### EXERCISE GOAL
Among the entries that follow, some lines contain the word "message". Show all of them.

### DATA SUPPLIED
-------

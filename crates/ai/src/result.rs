use std::time::Duration;

use serde::{Deserialize, Serialize};
use serde_json::Value as JsonValue;
use thiserror::Error;

/// Structured output of one AI analysis call.
///
/// Field names follow the JSON object the analysis instructions ask the model
/// to return. Anything else the model produced is kept in `metadata`.
#[derive(Debug, Clone, PartialEq, Serialize, Deserialize)]
pub struct AnalysisResult {
    /// Short summary of the analysed content.
    pub summary: String,

    /// Coarse risk label ("low" / "medium" / "high"), if the model gave one.
    pub risk_level: Option<String>,

    #[serde(default)]
    pub tags: Vec<String>,

    /// Notable compliance or sensitivity findings; empty when none.
    pub key_findings: Option<String>,

    /// Raw model output plus anything the caller wants to attach.
    #[serde(default)]
    pub metadata: JsonValue,
}

impl AnalysisResult {
    pub fn new(summary: impl Into<String>) -> Self {
        Self {
            summary: summary.into(),
            risk_level: None,
            tags: Vec::new(),
            key_findings: None,
            metadata: JsonValue::Null,
        }
    }

    pub fn with_risk_level(mut self, risk_level: impl Into<String>) -> Self {
        self.risk_level = Some(risk_level.into());
        self
    }

    pub fn with_tags<I, S>(mut self, tags: I) -> Self
    where
        I: IntoIterator<Item = S>,
        S: Into<String>,
    {
        self.tags = tags.into_iter().map(Into::into).collect();
        self
    }

    pub fn with_key_findings(mut self, findings: impl Into<String>) -> Self {
        self.key_findings = Some(findings.into());
        self
    }

    pub fn with_metadata(mut self, metadata: JsonValue) -> Self {
        self.metadata = metadata;
        self
    }

    /// Build a result from the JSON object a model returned.
    ///
    /// `summary` is required; the other fields are optional and tolerated in
    /// loose shapes (e.g. `tags` given as a comma separated string).
    pub fn from_model_json(value: JsonValue) -> Result<Self, AiError> {
        let obj = value
            .as_object()
            .ok_or_else(|| AiError::MalformedResponse("expected a JSON object".to_string()))?;

        let summary = obj
            .get("summary")
            .and_then(JsonValue::as_str)
            .map(str::trim)
            .filter(|s| !s.is_empty())
            .ok_or_else(|| AiError::MalformedResponse("missing `summary`".to_string()))?
            .to_string();

        let risk_level = obj
            .get("risk_level")
            .and_then(JsonValue::as_str)
            .map(|s| s.trim().to_lowercase())
            .filter(|s| !s.is_empty());

        let tags = match obj.get("tags") {
            Some(JsonValue::Array(items)) => items
                .iter()
                .filter_map(JsonValue::as_str)
                .map(|t| t.trim().to_string())
                .filter(|t| !t.is_empty())
                .collect(),
            Some(JsonValue::String(s)) => s
                .split(',')
                .map(|t| t.trim().to_string())
                .filter(|t| !t.is_empty())
                .collect(),
            _ => Vec::new(),
        };

        let key_findings = obj
            .get("key_findings")
            .and_then(JsonValue::as_str)
            .map(|s| s.trim().to_string())
            .filter(|s| !s.is_empty());

        Ok(Self {
            summary,
            risk_level,
            tags,
            key_findings,
            metadata: value,
        })
    }
}

/// How a failed AI call should be treated by the retry policy.
#[derive(Debug, Copy, Clone, PartialEq, Eq, Serialize, Deserialize)]
#[serde(rename_all = "snake_case")]
pub enum ErrorClass {
    /// Expected to succeed on retry (timeouts, rate limits, 5xx).
    Transient,
    /// Retrying cannot fix it (malformed input, policy rejection).
    Permanent,
}

#[derive(Debug, Clone, Error)]
pub enum AiError {
    #[error("ai call timed out after {0:?}")]
    Timeout(Duration),

    #[error("rate limited by provider: {0}")]
    RateLimited(String),

    #[error("transport error: {0}")]
    Transport(String),

    #[error("provider unavailable (status {status}): {message}")]
    Unavailable { status: u16, message: String },

    #[error("invalid input: {0}")]
    InvalidInput(String),

    #[error("rejected by provider (status {status}): {message}")]
    Rejected { status: u16, message: String },

    #[error("malformed model response: {0}")]
    MalformedResponse(String),
}

impl AiError {
    /// Shorthand for a transient failure with a free-form message.
    pub fn transient(msg: impl Into<String>) -> Self {
        Self::Transport(msg.into())
    }

    /// Shorthand for a permanent failure with a free-form message.
    pub fn permanent(msg: impl Into<String>) -> Self {
        Self::InvalidInput(msg.into())
    }

    pub fn class(&self) -> ErrorClass {
        match self {
            AiError::Timeout(_)
            | AiError::RateLimited(_)
            | AiError::Transport(_)
            | AiError::Unavailable { .. } => ErrorClass::Transient,
            AiError::InvalidInput(_) | AiError::Rejected { .. } | AiError::MalformedResponse(_) => {
                ErrorClass::Permanent
            }
        }
    }

    pub fn is_transient(&self) -> bool {
        self.class() == ErrorClass::Transient
    }
}

#[cfg(test)]
mod tests {
    use super::*;
    use serde_json::json;

    #[test]
    fn parses_full_model_object() {
        let r = AnalysisResult::from_model_json(json!({
            "risk_level": "High",
            "summary": " quarterly numbers discussed ",
            "tags": ["finance", " q3 ", ""],
            "key_findings": "mentions unreleased earnings"
        }))
        .unwrap();

        assert_eq!(r.summary, "quarterly numbers discussed");
        assert_eq!(r.risk_level.as_deref(), Some("high"));
        assert_eq!(r.tags, vec!["finance", "q3"]);
        assert_eq!(r.key_findings.as_deref(), Some("mentions unreleased earnings"));
        assert_eq!(r.metadata["risk_level"], "High");
    }

    #[test]
    fn accepts_comma_separated_tags_and_blank_findings() {
        let r = AnalysisResult::from_model_json(json!({
            "summary": "ok",
            "tags": "a, b ,c",
            "key_findings": "   "
        }))
        .unwrap();

        assert_eq!(r.tags, vec!["a", "b", "c"]);
        assert!(r.key_findings.is_none());
    }

    #[test]
    fn missing_summary_is_malformed() {
        let err = AnalysisResult::from_model_json(json!({ "tags": [] })).unwrap_err();
        assert!(matches!(err, AiError::MalformedResponse(_)));
        assert!(!err.is_transient());
    }

    #[test]
    fn classification() {
        assert!(AiError::Timeout(Duration::from_secs(1)).is_transient());
        assert!(AiError::RateLimited("slow down".into()).is_transient());
        assert!(AiError::transient("reset").is_transient());
        assert!(AiError::Unavailable { status: 503, message: String::new() }.is_transient());

        assert_eq!(AiError::permanent("bad").class(), ErrorClass::Permanent);
        assert_eq!(
            AiError::Rejected { status: 400, message: String::new() }.class(),
            ErrorClass::Permanent
        );
    }
}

-------

### REPLY TO THE TASK
    #[error("provider unavailable (status {status}): {message}")]
    Unavailable { status: u16, message: String },
    #[error("rejected by provider (status {status}): {message}")]
    Rejected { status: u16, message: String },
    /// Shorthand for a transient failure with a free-form message.
    /// Shorthand for a permanent failure with a free-form message.
        assert!(AiError::Unavailable { status: 503, message: String::new() }.is_transient());
            AiError::Rejected { status: 400, message: String::new() }.class(),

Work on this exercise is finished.